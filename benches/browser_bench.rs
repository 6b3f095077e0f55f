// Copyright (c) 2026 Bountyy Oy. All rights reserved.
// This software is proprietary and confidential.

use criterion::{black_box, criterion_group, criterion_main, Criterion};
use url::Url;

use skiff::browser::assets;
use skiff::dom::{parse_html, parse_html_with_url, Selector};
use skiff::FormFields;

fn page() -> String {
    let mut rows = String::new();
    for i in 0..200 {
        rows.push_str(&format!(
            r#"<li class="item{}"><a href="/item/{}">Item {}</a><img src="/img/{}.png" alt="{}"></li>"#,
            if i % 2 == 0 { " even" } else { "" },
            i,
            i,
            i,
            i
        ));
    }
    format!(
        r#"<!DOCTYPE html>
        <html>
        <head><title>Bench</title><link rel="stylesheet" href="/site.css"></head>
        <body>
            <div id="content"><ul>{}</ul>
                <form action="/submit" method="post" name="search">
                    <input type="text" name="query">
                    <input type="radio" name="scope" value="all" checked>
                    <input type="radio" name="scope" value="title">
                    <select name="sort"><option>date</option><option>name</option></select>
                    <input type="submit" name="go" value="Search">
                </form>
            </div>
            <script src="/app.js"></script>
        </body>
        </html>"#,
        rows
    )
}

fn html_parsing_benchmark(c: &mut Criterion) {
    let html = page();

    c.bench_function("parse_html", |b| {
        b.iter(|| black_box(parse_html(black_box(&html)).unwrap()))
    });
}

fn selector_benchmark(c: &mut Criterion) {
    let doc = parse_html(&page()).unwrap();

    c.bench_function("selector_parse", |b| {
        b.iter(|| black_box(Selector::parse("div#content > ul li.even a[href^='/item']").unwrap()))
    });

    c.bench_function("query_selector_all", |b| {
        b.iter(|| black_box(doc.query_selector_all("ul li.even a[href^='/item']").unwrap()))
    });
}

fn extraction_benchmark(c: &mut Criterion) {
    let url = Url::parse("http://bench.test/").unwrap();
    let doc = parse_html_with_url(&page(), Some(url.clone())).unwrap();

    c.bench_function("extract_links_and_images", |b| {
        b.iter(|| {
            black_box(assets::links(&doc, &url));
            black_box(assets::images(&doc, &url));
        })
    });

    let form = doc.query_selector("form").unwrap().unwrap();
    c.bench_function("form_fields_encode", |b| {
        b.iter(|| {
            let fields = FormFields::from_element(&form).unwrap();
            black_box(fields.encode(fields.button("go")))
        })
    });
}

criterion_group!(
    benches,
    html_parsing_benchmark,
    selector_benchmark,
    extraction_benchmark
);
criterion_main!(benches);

---

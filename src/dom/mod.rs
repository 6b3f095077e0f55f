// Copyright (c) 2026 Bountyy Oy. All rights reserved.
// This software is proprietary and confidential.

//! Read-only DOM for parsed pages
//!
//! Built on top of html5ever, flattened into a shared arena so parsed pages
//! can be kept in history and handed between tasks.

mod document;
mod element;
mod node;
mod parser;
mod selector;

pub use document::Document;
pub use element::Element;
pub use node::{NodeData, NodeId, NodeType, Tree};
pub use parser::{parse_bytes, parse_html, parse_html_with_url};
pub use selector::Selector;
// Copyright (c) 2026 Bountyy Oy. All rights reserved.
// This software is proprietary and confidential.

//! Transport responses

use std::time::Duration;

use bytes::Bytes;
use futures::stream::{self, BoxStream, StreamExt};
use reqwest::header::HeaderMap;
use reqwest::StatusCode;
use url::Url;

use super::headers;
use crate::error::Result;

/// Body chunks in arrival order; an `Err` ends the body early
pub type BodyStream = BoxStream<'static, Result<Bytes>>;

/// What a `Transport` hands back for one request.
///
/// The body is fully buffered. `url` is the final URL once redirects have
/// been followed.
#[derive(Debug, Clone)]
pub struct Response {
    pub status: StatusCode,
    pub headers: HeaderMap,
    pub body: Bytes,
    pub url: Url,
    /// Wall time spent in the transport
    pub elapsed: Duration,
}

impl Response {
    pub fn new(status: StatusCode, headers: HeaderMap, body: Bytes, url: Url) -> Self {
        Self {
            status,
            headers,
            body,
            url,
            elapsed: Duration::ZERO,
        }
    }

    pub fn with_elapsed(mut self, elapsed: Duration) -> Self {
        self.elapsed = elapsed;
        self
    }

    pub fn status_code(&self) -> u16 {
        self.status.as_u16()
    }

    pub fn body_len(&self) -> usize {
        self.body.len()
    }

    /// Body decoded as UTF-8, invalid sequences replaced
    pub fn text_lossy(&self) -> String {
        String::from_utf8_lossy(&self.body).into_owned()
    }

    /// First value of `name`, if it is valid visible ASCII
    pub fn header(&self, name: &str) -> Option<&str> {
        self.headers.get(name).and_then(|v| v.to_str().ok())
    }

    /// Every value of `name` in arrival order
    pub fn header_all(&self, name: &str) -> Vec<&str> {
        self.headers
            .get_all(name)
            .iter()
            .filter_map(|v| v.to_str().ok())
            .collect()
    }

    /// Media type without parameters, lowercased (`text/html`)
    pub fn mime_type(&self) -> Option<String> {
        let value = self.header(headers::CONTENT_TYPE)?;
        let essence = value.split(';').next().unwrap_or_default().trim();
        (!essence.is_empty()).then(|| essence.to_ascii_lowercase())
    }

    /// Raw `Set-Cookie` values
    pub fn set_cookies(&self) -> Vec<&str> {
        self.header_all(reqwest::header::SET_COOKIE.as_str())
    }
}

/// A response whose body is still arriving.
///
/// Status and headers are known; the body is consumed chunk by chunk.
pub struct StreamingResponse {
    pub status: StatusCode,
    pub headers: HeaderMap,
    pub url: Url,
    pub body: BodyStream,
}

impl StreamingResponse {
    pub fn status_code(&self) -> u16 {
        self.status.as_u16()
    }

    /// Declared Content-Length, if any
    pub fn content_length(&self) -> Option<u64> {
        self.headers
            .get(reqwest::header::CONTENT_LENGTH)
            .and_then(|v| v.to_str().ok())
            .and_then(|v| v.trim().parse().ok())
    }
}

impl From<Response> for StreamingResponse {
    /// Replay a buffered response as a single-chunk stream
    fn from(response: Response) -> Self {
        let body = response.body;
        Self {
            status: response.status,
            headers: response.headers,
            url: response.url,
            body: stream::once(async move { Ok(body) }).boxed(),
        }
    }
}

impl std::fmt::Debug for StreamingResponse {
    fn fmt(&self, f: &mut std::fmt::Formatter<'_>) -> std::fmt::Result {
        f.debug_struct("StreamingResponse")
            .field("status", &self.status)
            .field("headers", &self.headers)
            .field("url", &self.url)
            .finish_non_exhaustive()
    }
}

* [What is needed] Please copy each line of the material that has the string "parsed" somewhere in it.

* [Written answer]
//! Read-only DOM for parsed pages
//! Built on top of html5ever, flattened into a shared arena so parsed pages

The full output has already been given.